Hub was due to desert me for the paintball fields and forests the next day, so post-dinner occupation would be a case of Hub packing his HUGE paintball bag in readiness for an early start, Scoob watching him balefully – he knows what that bag means  – No Daddy ALL day:-( and me trying to find something else to watch on the TV because we are digiboxing all the good stuff so we can watch it together.

I was just putting my face on prior to the shopping trip  – sorry but this is a face that needs a little assistance before it greets the outside world – when Hub came up the stairs in an unusually tentative fashion.

“Ummm, you know my friend from paintball that plays saxophone?”

I nodded and smiled encouragingly.

“Well, he’s got a gig in Liverpool tonight.
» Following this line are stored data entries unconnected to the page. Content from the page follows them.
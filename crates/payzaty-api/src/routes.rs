//! # Routes
//!
//! Axum router configuration. The callback paths match what the gateway
//! is told in the initiation payload (`response_url` / `cancel_url`), so
//! they keep the host platform's `/Plugins/PaymentPayzaty/*` shape.

use crate::handlers;
use crate::state::AppState;
use axum::{
    routing::{get, post},
    Router,
};
use tower_http::{
    cors::{Any, CorsLayer},
    trace::TraceLayer,
};

/// Create the main application router
///
/// Routes:
/// - GET  /health - Health check
/// - POST /api/v1/checkout - Initiate a gateway checkout for an order
/// - GET  /api/v1/settings - Current gateway settings
/// - PUT  /api/v1/settings - Replace the gateway settings
/// - GET  /Plugins/PaymentPayzaty/Success?checkoutId= - Return callback
/// - GET  /Plugins/PaymentPayzaty/Cancel?checkoutId= - Return callback
/// - GET  /checkout/completed?orderId= - Completed page
/// - GET  / - Site root (callback fallback)
pub fn create_router(state: AppState) -> Router {
    // The storefront initiates checkouts from the browser
    let cors = CorsLayer::new()
        .allow_origin(Any)
        .allow_methods(Any)
        .allow_headers(Any);

    let callback_routes = Router::new()
        .route("/Success", get(handlers::success_callback))
        .route("/Cancel", get(handlers::cancel_callback));

    let api_routes = Router::new()
        .route("/checkout", post(handlers::create_checkout))
        .route(
            "/settings",
            get(handlers::get_settings).put(handlers::update_settings),
        );

    Router::new()
        .route("/health", get(handlers::health))
        .route("/", get(handlers::home))
        .route("/checkout/completed", get(handlers::checkout_completed))
        .nest("/Plugins/PaymentPayzaty", callback_routes)
        .nest("/api/v1", api_routes)
        .layer(cors)
        .layer(TraceLayer::new_for_http())
        .with_state(state)
}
How do you feel about going?”

Even if I hadn’t wanted to go, the look on his face would have persuaded me. The tentativeness was due to the fact that the pub was just up the road from the university building where I had taken so many Open University exams and the scene of the fateful exam where I was so ill I fell asleep and failed as a consequence of the accident that blighted our lives for over eighteen months. He didn’t want us to go if it would bring back bad memories for me.

All that is behind me now.

We decided that the lasagne could wait till tomorrow when I had a day to myself and Hub could come home from paintball, grubby and battle-scarred to the welcoming smell of freshly cooked food.
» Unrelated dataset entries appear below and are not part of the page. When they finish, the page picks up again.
//! # Request Handlers
//!
//! Axum request handlers: checkout initiation for the storefront and the
//! two gateway return callbacks. The callbacks share one reconciliation
//! path; which route fired only changes the log line.

use crate::state::AppState;
use axum::{
    extract::{Query, State},
    http::{header, StatusCode},
    response::{Html, IntoResponse, Response},
    Json,
};
use payzaty_client::CallbackKind;
use payzaty_core::{
    GatewaySettings, PaymentError, ALL_STORES,
};
use serde::{Deserialize, Serialize};
use tracing::{error, info, instrument};

// =============================================================================
// Request/Response Types
// =============================================================================

/// Initiate a checkout for an existing order
#[derive(Debug, Deserialize)]
pub struct CreateCheckoutRequest {
    pub order_id: u64,
}

/// Checkout initiation response
#[derive(Debug, Serialize)]
pub struct CreateCheckoutResponse {
    /// Redirect the shopper here
    pub checkout_url: String,
    pub provider: String,
}

/// Query parameters of the gateway return callbacks
#[derive(Debug, Deserialize)]
pub struct CallbackQuery {
    /// Gateway-assigned checkout session id
    #[serde(rename = "checkoutId")]
    pub checkout_id: Option<String>,
}

/// Error response
#[derive(Debug, Serialize)]
pub struct ErrorResponse {
    pub error: String,
    pub code: u16,
}

impl ErrorResponse {
    pub fn new(error: impl Into<String>, code: u16) -> Self {
        Self {
            error: error.into(),
            code,
        }
    }
}

fn payment_error_to_response(err: PaymentError) -> (StatusCode, Json<ErrorResponse>) {
    let code = err.status_code();
    let response = ErrorResponse::new(err.to_string(), code);
    (
        StatusCode::from_u16(code).unwrap_or(StatusCode::INTERNAL_SERVER_ERROR),
        Json(response),
    )
}

/// 302 Found, as the host platform issues for payment redirects
fn found(location: &str) -> Response {
    (
        StatusCode::FOUND,
        [(header::LOCATION, location.to_string())],
    )
        .into_response()
}

// =============================================================================
// Handlers
// =============================================================================

/// Health check endpoint
pub async fn health() -> impl IntoResponse {
    Json(serde_json::json!({
        "status": "healthy",
        "service": "payzaty-checkout",
        "version": env!("CARGO_PKG_VERSION")
    }))
}

/// Initiate a gateway checkout for a stored order
#[instrument(skip(state, request), fields(order_id = request.order_id))]
pub async fn create_checkout(
    State(state): State<AppState>,
    Json(request): Json<CreateCheckoutRequest>,
) -> Result<Json<CreateCheckoutResponse>, (StatusCode, Json<ErrorResponse>)> {
    let order = state
        .orders
        .order_by_id(request.order_id)
        .await
        .map_err(payment_error_to_response)?
        .ok_or_else(|| {
            (
                StatusCode::NOT_FOUND,
                Json(ErrorResponse::new(
                    format!("Order not found: {}", request.order_id),
                    404,
                )),
            )
        })?;

    info!(
        "Creating checkout: order={}, total={}",
        order.id,
        order.total.display()
    );

    let session = state
        .gateway
        .create_checkout(&order, &state.urls)
        .await
        .map_err(|e| {
            error!("Failed to create checkout: {}", e);
            payment_error_to_response(e)
        })?;

    Ok(Json(CreateCheckoutResponse {
        checkout_url: session.checkout_url,
        provider: session.provider,
    }))
}

/// Current gateway settings (admin surface)
pub async fn get_settings(
    State(state): State<AppState>,
) -> Result<Json<GatewaySettings>, (StatusCode, Json<ErrorResponse>)> {
    state
        .settings
        .load(ALL_STORES)
        .await
        .map(Json)
        .map_err(payment_error_to_response)
}

/// Replace the gateway settings. The gateway client reads the store on
/// every call, so the change applies to the next request.
pub async fn update_settings(
    State(state): State<AppState>,
    Json(settings): Json<GatewaySettings>,
) -> Result<StatusCode, (StatusCode, Json<ErrorResponse>)> {
    state
        .settings
        .save(ALL_STORES, settings)
        .await
        .map_err(payment_error_to_response)?;

    info!("Gateway settings updated");
    Ok(StatusCode::NO_CONTENT)
}

/// Gateway return callback after payment ("success" entry point)
pub async fn success_callback(
    State(state): State<AppState>,
    Query(query): Query<CallbackQuery>,
) -> Response {
    callback(&state, query, CallbackKind::Success).await
}

/// Gateway return callback after cancel ("cancel" entry point)
pub async fn cancel_callback(
    State(state): State<AppState>,
    Query(query): Query<CallbackQuery>,
) -> Response {
    callback(&state, query, CallbackKind::Cancel).await
}

/// One reconciliation path for both callbacks
#[instrument(skip(state, query), fields(callback = kind.as_str()))]
async fn callback(state: &AppState, query: CallbackQuery, kind: CallbackKind) -> Response {
    let Some(checkout_id) = query.checkout_id.filter(|id| !id.is_empty()) else {
        info!("Callback without checkoutId, redirecting home");
        return found("/");
    };

    let outcome = state.reconciler().resolve(&checkout_id, kind).await;
    found(&outcome.redirect_path())
}

/// Page the callbacks redirect to after a resolved checkout
pub async fn checkout_completed(
    Query(params): Query<std::collections::HashMap<String, String>>,
) -> impl IntoResponse {
    let order_id = params.get("orderId").map(|s| s.as_str()).unwrap_or("unknown");
    Html(format!(
        r#"
<!DOCTYPE html>
<html>
<head><title>Order Complete</title></head>
<body style="font-family: system-ui; display: flex; justify-content: center; align-items: center; height: 100vh; margin: 0;">
    <div style="padding: 60px; border-radius: 16px; text-align: center;">
        <h1>Thank you!</h1>
        <p>Order: <code>{}</code></p>
        <p style="color: #666;">Check the order details page for the payment result.</p>
    </div>
</body>
</html>
"#,
        order_id
    ))
}

/// Site root the callbacks fall back to
pub async fn home() -> impl IntoResponse {
    Html(
        r#"
<!DOCTYPE html>
<html>
<head><title>Store</title></head>
<body style="font-family: system-ui; display: flex; justify-content: center; align-items: center; height: 100vh; margin: 0;">
    <div style="padding: 60px; border-radius: 16px; text-align: center;">
        <h1>Store Home</h1>
    </div>
</body>
</html>
"#,
    )
}

#[cfg(test)]
mod tests {
    use super::*;

    #[test]
    fn test_error_response() {
        let err = ErrorResponse::new("Test error", 400);
        assert_eq!(err.error, "Test error");
        assert_eq!(err.code, 400);
    }

    #[test]
    fn test_payment_error_conversion() {
        let err = PaymentError::InvalidRequest("Bad data".to_string());
        let (status, _json) = payment_error_to_response(err);
        assert_eq!(status, StatusCode::BAD_REQUEST);

        let err = PaymentError::UnsupportedOperation {
            provider: "payzaty".to_string(),
            operation: "refund",
        };
        let (status, _json) = payment_error_to_response(err);
        assert_eq!(status, StatusCode::NOT_IMPLEMENTED);
    }

    #[test]
    fn test_found_redirect() {
        let response = found("/checkout/completed?orderId=42");
        assert_eq!(response.status(), StatusCode::FOUND);
        assert_eq!(
            response.headers().get(header::LOCATION).unwrap(),
            "/checkout/completed?orderId=42"
        );
    }
}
Face on.  We did the shopping, picked up the drugs (nothing Class A, B or C), collected the air bottle that was an essential part of Hub’s paintball kit and got home for a late lunch and a rollicking row with GB.

Apparently we should have known that he meant us to collect his bag, top and hat from his friend’s house at the same time.

Did we know this? Nope.

Did GB at any time tell us that he wanted us to collect anything other than the air bottle? Nope.

Is it GB’s fault for not telling us? Nope (well yes but he wouldn’t admit it).

We employed the time old method of dealing with a stroppy teen.

  • Avoid eye contact.
  • Say nothing.
  • Carry on doing what you were doing before the onslaught started.

It worked. GB stomped off upstairs muttering insults and imprecations.

We stayed in the kitchen with Scoob and had lunch. Peace.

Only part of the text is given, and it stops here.